インスタンスのドメインネームシステム (DNS) 構成。

100.100.XX.XX

hostname

インスタンスのホスト名。

iZbp13znx0m0me8cquu****

instance/instance-type

インスタンスタイプ。

ecs.g6e.large

instance/instance-name

インスタンスの名前。

iZbp1bfqfsvqzxhmnd5****

image-id

インスタンスの作成に使用されたイメージの ID。

aliyun_3_x64_20G_alibase_20210425.vhd

image/market-place/product-code

Alibaba Cloud Marketplace イメージのプロダクトコード。

cmjj01****

image/market-place/charge-type

Alibaba Cloud Marketplace イメージの課金方法。

PrePaid

instance-id

インスタンスの ID。

i-bp13znx0m0me8cquu****

mac

インスタンスのメディアアクセス制御 (MAC) アドレス。
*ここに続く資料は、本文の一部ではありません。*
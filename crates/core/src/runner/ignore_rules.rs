//! Realm-relative ignore rules.
//!
//! Each directory of a realm may carry a `.gitignore`. A url is tested against
//! the rules of the closest directory that has any, with paths relative to
//! that directory. Rules do not cascade.

use std::collections::{BTreeMap, HashMap};

use ignore::gitignore::{Gitignore, GitignoreBuilder};

use crate::paths::RealmPaths;

pub const IGNORE_FILE: &str = ".gitignore";

/// Realm config file, never indexed.
const REALM_CONFIG: &str = ".realm.json";

#[derive(Debug)]
pub struct IgnoreRules {
    realm: RealmPaths,
    /// Directory url to compiled rules.
    rules: HashMap<String, Gitignore>,
    /// Directory url to raw `.gitignore` contents, handed back to callers.
    data: BTreeMap<String, String>,
}

impl IgnoreRules {
    pub fn new(realm: RealmPaths) -> Self {
        Self { realm, rules: HashMap::new(), data: BTreeMap::new() }
    }

    /// Rebuild rules from contents returned by an earlier run.
    pub fn from_data(realm: RealmPaths, data: BTreeMap<String, String>) -> Self {
        let mut rules = Self::new(realm);
        for (dir_url, contents) in data {
            rules.add(&dir_url, &contents);
        }
        rules
    }

    /// Whether rules for `dir_url` were already loaded.
    pub fn has(&self, dir_url: &str) -> bool {
        self.data.contains_key(dir_url)
    }

    /// Install the contents of the `.gitignore` in `dir_url`.
    pub fn add(&mut self, dir_url: &str, contents: &str) {
        let mut builder = GitignoreBuilder::new("");
        for line in contents.lines() {
            if let Err(e) = builder.add_line(None, line) {
                tracing::warn!(dir = dir_url, line, error = %e, "skipping invalid ignore pattern");
            }
        }
        match builder.build() {
            Ok(gitignore) => {
                self.rules.insert(dir_url.to_string(), gitignore);
                self.data.insert(dir_url.to_string(), contents.to_string());
            }
            Err(e) => tracing::warn!(dir = dir_url, error = %e, "failed to build ignore rules"),
        }
    }

    pub fn is_ignored(&self, url: &str) -> bool {
        let realm_url = self.realm.url();
        if url == realm_url {
            return false;
        }
        if url.strip_prefix(realm_url) == Some(REALM_CONFIG) {
            return true;
        }

        let Some((dir_url, gitignore)) = self
            .rules
            .iter()
            .filter(|(dir, _)| url.starts_with(dir.as_str()))
            .max_by_key(|(dir, _)| dir.len())
        else {
            return false;
        };
        let Some(relative) = url.strip_prefix(dir_url.as_str()) else {
            return false;
        };
        let is_dir = relative.ends_with('/');
        let relative = relative.trim_end_matches('/');
        if relative.is_empty() {
            return false;
        }
        gitignore.matched_path_or_any_parents(relative, is_dir).is_ignore()
    }

    pub fn data(&self) -> &BTreeMap<String, String> {
        &self.data
    }

    pub fn into_data(self) -> BTreeMap<String, String> {
        self.data
    }
}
複数の NIC がインスタンスにバインドされている場合、eth0 NIC の MAC アドレスのみが表示されます。

00:16:3e:0f:XX:XX

network-type

インスタンスのネットワークタイプ。 VPC 内のインスタンスのみがこの項目をサポートしています。

vpc

network/interfaces/macs/[mac]/network-interface-id

NIC の ID。 [mac] パラメーターをインスタンスの MAC アドレスに置き換えます。

eni-bp1b2c0jvnj0g17b****

network/interfaces/macs/[mac]/netmask

NIC のサブネットマスク。

255.255.XX.XX

network/interfaces/macs/[mac]/vswitch-cidr-block

NIC が接続されている vSwitch の IPv4 CIDR ブロック。

192.168.XX.XX/24

network/interfaces/macs/[mac]/vpc-cidr-block

NIC が属する VPC の IPv4 CIDR ブロック。

192.168.XX.XX/16

network/interfaces/macs/[mac]/private-ipv4s

NIC に割り当てられたプライベート IPv4 アドレス。

["192.168.XX.XX"]

network/interfaces/macs/[mac]/vswitch-id

NIC が接続されている vSwitch の ID。

vsw-bp1ygryo03m39xhsy****

network/interfaces/macs/[mac]/vpc-id

NIC のセキュリティグループが属する VPC の ID。

vpc-bp1e0g399hkd7c8q3****

network/interfaces/macs/[mac]/primary-ip-address

NIC のプライマリプライベート IP アドレス。

192.168.XX.XX

network/interfaces/macs/[mac]/gateway

NIC の IPv4 ゲートウェイアドレス。

192.168.XX.XX

instance/max-netbw-egress

インスタンスの最大アウトバウンド内部帯域幅。単位:Kbit/s。

1228800

network/interfaces/macs/[mac]/ipv4-prefixes

NIC に割り当てられたプライベート IPv4 プレフィックスリスト。

192.168.XX.XX/28

network/interfaces/macs/[mac]/ipv6-prefixes

NIC に割り当てられたプライベート IPv6 プレフィックスリスト。

2001:db8:1234:1a00:XXXX::/80

disks/

クラウドディスクのシリアル番号。

bp131n0q38u3a4zi****

disks/[disk-serial]/id

クラウドディスクの ID。

d-bp131n0q38u3a4zi****

disks/[disk-serial]/name

クラウドディスクの名前。

testDiskName

private-ipv4

プライマリ NIC のプライベート IPv4 アドレス。

192.168.XX.XX

public-ipv4

プライマリ NIC のパブリック IPv4 アドレス。

120.55.XX.XX

eipv4

この項目は以下を取得するために使用されます。

  • インスタンスの静的パブリック IPv4 アドレス (インスタンスに自動的に割り当てられるパブリック IPv4 アドレス)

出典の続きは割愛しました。